'Mines' beginnt verhalten, fast schüchtern. Man könnte meinen, hier ein weiteres Album der Gorillaz oder Blur in den Händen zu halten; der Gesang erinnert mitunter an Damon Albarn. Bereits mit Song Nummer 2 verschwindet dieser Eindruck allerdings wieder, hier wird gerockt, geknarzt, gegniedelt, geartrockt. Fast so fett, wie es die Großbuchstaben des Songtitels 'TAOS' vermuten lassen. Bereits in dieser frühen Phase der Platte wird deutlich, was Menomena auf ihrem neuen Werk ausmacht. Der unbedingte Wille zum Loslassen. Die Songs brechen immer wieder auseinander, werden von der Band nur schwer zusammengehalten. Das erwähnte 'TAOS' mag hier als Referenz herhalten. Ab Minute zwei fällt hier eigentlich alles auseinander, das Schlagzeug verweigert den Dienst, die Gitarren verstummen, vorher ungehörte Bläser verschaffen sich Platz; einzig die Gesangslinie schafft es, ein wenig Kontinuität zu wahren.

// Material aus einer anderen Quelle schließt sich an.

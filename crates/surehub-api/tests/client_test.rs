#![allow(clippy::unwrap_used)]
// Integration tests for `SureApiClient` using wiremock.

use reqwest::Method;
use serde_json::json;
use url::Url;
use wiremock::matchers::{header, method, path};
use wiremock::{Mock, MockServer, ResponseTemplate};

use surehub_api::transport::TransportConfig;
use surehub_api::{Credentials, Error, SureApiClient};

// ── Helpers ─────────────────────────────────────────────────────────

/// A token that passes the client-side shape check.
fn plausible_token() -> String {
    let mut token = String::from("eyJ");
    while token.len() < 360 {
        token.push('a');
    }
    token
}

async fn setup_with_token() -> (MockServer, SureApiClient) {
    let server = MockServer::start().await;
    let base_url = Url::parse(&server.uri()).unwrap();
    let client = SureApiClient::with_base_url(
        base_url,
        Credentials::Token(plausible_token()),
        &TransportConfig::default(),
    )
    .unwrap();
    (server, client)
}

async fn setup_with_credentials() -> (MockServer, SureApiClient) {
    let server = MockServer::start().await;
    let base_url = Url::parse(&server.uri()).unwrap();
    let client = SureApiClient::with_base_url(
        base_url,
        Credentials::EmailPassword {
            email: "cats@example.com".into(),
            password: "hunter2".to_string().into(),
        },
        &TransportConfig::default(),
    )
    .unwrap();
    (server, client)
}

// ── Authentication tests ────────────────────────────────────────────

#[tokio::test]
async fn test_login_success_stores_token() {
    let (server, mut client) = setup_with_credentials().await;

    Mock::given(method("POST"))
        .and(path("/auth/login"))
        .respond_with(
            ResponseTemplate::new(200).set_body_json(json!({ "data": { "token": "tok-123" } })),
        )
        .mount(&server)
        .await;

    client.login().await.unwrap();
    assert_eq!(client.auth_token(), Some("tok-123"));
}

#[tokio::test]
async fn test_login_failure() {
    let (server, mut client) = setup_with_credentials().await;

    Mock::given(method("POST"))
        .and(path("/auth/login"))
        .respond_with(ResponseTemplate::new(401).set_body_string("wrong password"))
        .mount(&server)
        .await;

    let result = client.login().await;

    assert!(
        matches!(result, Err(Error::Authentication { .. })),
        "expected Authentication error, got: {result:?}"
    );
}

#[tokio::test]
async fn test_call_logs_in_lazily() {
    let (server, mut client) = setup_with_credentials().await;

    Mock::given(method("POST"))
        .and(path("/auth/login"))
        .respond_with(
            ResponseTemplate::new(200).set_body_json(json!({ "data": { "token": "tok-lazy" } })),
        )
        .expect(1)
        .mount(&server)
        .await;

    Mock::given(method("GET"))
        .and(path("/timeline"))
        .and(header("Authorization", "Bearer tok-lazy"))
        .respond_with(ResponseTemplate::new(200).set_body_json(json!({ "data": [] })))
        .mount(&server)
        .await;

    let body = client.call(Method::GET, "timeline", None).await.unwrap();

    assert_eq!(body, Some(json!({ "data": [] })));
    assert_eq!(client.auth_token(), Some("tok-lazy"));
}

#[tokio::test]
async fn test_token_only_client_cannot_renew() {
    let server = MockServer::start().await;
    let base_url = Url::parse(&server.uri()).unwrap();
    // Malformed token: discarded at construction, leaving no way to auth.
    let mut client = SureApiClient::with_base_url(
        base_url,
        Credentials::Token("not-a-real-token".into()),
        &TransportConfig::default(),
    )
    .unwrap();

    let result = client.call(Method::GET, "timeline", None).await;

    assert!(matches!(result, Err(Error::NoCredentials)));
}

#[tokio::test]
async fn test_401_discards_token() {
    let (server, mut client) = setup_with_token().await;

    Mock::given(method("GET"))
        .and(path("/me/start"))
        .respond_with(ResponseTemplate::new(401))
        .mount(&server)
        .await;

    let result = client.call(Method::GET, "me/start", None).await;

    assert!(matches!(result, Err(Error::TokenExpired)));
    assert_eq!(client.auth_token(), None);
}

// ── Call mechanics ──────────────────────────────────────────────────

#[tokio::test]
async fn test_call_caches_response_by_resource() {
    let (server, mut client) = setup_with_token().await;

    let body = json!({ "data": { "devices": [], "pets": [] } });

    Mock::given(method("GET"))
        .and(path("/me/start"))
        .respond_with(ResponseTemplate::new(200).set_body_json(&body))
        .mount(&server)
        .await;

    let fetched = client.call(Method::GET, "me/start", None).await.unwrap();

    assert_eq!(fetched.as_ref(), Some(&body));
    assert_eq!(client.cached("me/start"), Some(&body));
    assert_eq!(client.resources().len(), 1);
}

#[tokio::test]
async fn test_call_soft_fails_on_server_error() {
    let (server, mut client) = setup_with_token().await;

    Mock::given(method("GET"))
        .and(path("/me/start"))
        .respond_with(ResponseTemplate::new(500))
        .mount(&server)
        .await;

    let result = client.call(Method::GET, "me/start", None).await.unwrap();

    assert_eq!(result, None);
    assert_eq!(client.cached("me/start"), None);
}

#[tokio::test]
async fn test_etag_304_serves_cached_copy() {
    let (server, mut client) = setup_with_token().await;

    let body = json!({ "data": { "devices": [{ "id": 1 }], "pets": [] } });

    // First request: full response with an ETag. Expires after one use
    // so the conditional follow-up falls through to the 304 mock.
    Mock::given(method("GET"))
        .and(path("/me/start"))
        .respond_with(
            ResponseTemplate::new(200)
                .set_body_json(&body)
                .insert_header("ETag", "\"v1\""),
        )
        .up_to_n_times(1)
        .mount(&server)
        .await;

    Mock::given(method("GET"))
        .and(path("/me/start"))
        .and(header("If-None-Match", "\"v1\""))
        .respond_with(ResponseTemplate::new(304))
        .expect(1)
        .mount(&server)
        .await;

    let first = client.call(Method::GET, "me/start", None).await.unwrap();
    let second = client.call(Method::GET, "me/start", None).await.unwrap();

    assert_eq!(first.as_ref(), Some(&body));
    assert_eq!(second, Some(body));
}

// ── Endpoint wrappers ───────────────────────────────────────────────

#[tokio::test]
async fn test_sync_reuses_cached_payload() {
    let (server, mut client) = setup_with_token().await;

    Mock::given(method("GET"))
        .and(path("/me/start"))
        .respond_with(ResponseTemplate::new(200).set_body_json(json!({
            "data": { "devices": [{ "id": 7, "product_id": 1 }], "pets": [] }
        })))
        .expect(1)
        .mount(&server)
        .await;

    let first = client.sync(false).await.unwrap().unwrap();
    let second = client.sync(false).await.unwrap().unwrap();

    assert_eq!(first.devices.len(), 1);
    assert_eq!(second.devices.len(), 1);
}

#[tokio::test]
async fn test_sync_force_refresh_refetches() {
    let (server, mut client) = setup_with_token().await;

    Mock::given(method("GET"))
        .and(path("/me/start"))
        .respond_with(ResponseTemplate::new(200).set_body_json(json!({
            "data": { "devices": [], "pets": [] }
        })))
        .expect(2)
        .mount(&server)
        .await;

    client.sync(false).await.unwrap();
    client.sync(true).await.unwrap();
}

#[tokio::test]
async fn test_household_report_without_data_is_empty() {
    let (server, mut client) = setup_with_token().await;

    Mock::given(method("GET"))
        .and(path("/report/household/42"))
        .respond_with(ResponseTemplate::new(200).set_body_json(json!({})))
        .mount(&server)
        .await;

    let report = client.household_report(42, None).await.unwrap();

    assert!(report.data.is_empty());
}

#[tokio::test]
async fn test_pet_scoped_report_path() {
    let (server, mut client) = setup_with_token().await;

    Mock::given(method("GET"))
        .and(path("/report/household/42/pet/9"))
        .respond_with(ResponseTemplate::new(200).set_body_json(json!({
            "data": [{ "pet_id": 9, "device_id": 3 }]
        })))
        .mount(&server)
        .await;

    let report = client.household_report(42, Some(9)).await.unwrap();

    assert_eq!(report.data.len(), 1);
    assert_eq!(report.data[0].pet_id, 9);
    assert_eq!(report.data[0].device_id, 3);
    assert!(report.data[0].movement.datapoints.is_empty());
}

#[tokio::test]
async fn test_notifications_empty_on_absence() {
    let (server, mut client) = setup_with_token().await;

    Mock::given(method("GET"))
        .and(path("/notification"))
        .respond_with(ResponseTemplate::new(404))
        .mount(&server)
        .await;

    let notifications = client.notifications().await.unwrap();

    assert_eq!(notifications, json!({}));
}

So geht es munter weiter. 'Killemall' besitzt zwar eine klare Struktur mit einem tollem Bass-Fundament und einer wundervollen Gesangslinie, aber auch hier bricht der Song immer wieder unvermittelt ab, Orgeln tauchen wie aus dem Nichts auf, stoppen ab, nehmen Fahrt auf'.. schließlich macht der Song da weiter, wo er aufgehört hat.
Spätestens jetzt sollte ich aber jegliche Befürchtungen vom Tisch wischen. Das klingt bisher wenig begeistert, ist voller negativer Assoziationen und lässt Böses ahnen. Das genaue Gegenteil ist der Fall. Spätestens mit dem folgenden 'Dirty Cartoons', einem der einfachsten Songs des Albums, haben euch Menomena am Haken ' da bin ich mir sicher.
Und mit 'Tithe' ist einer meiner absoluten Lieblingssongs des Jahres enthalten.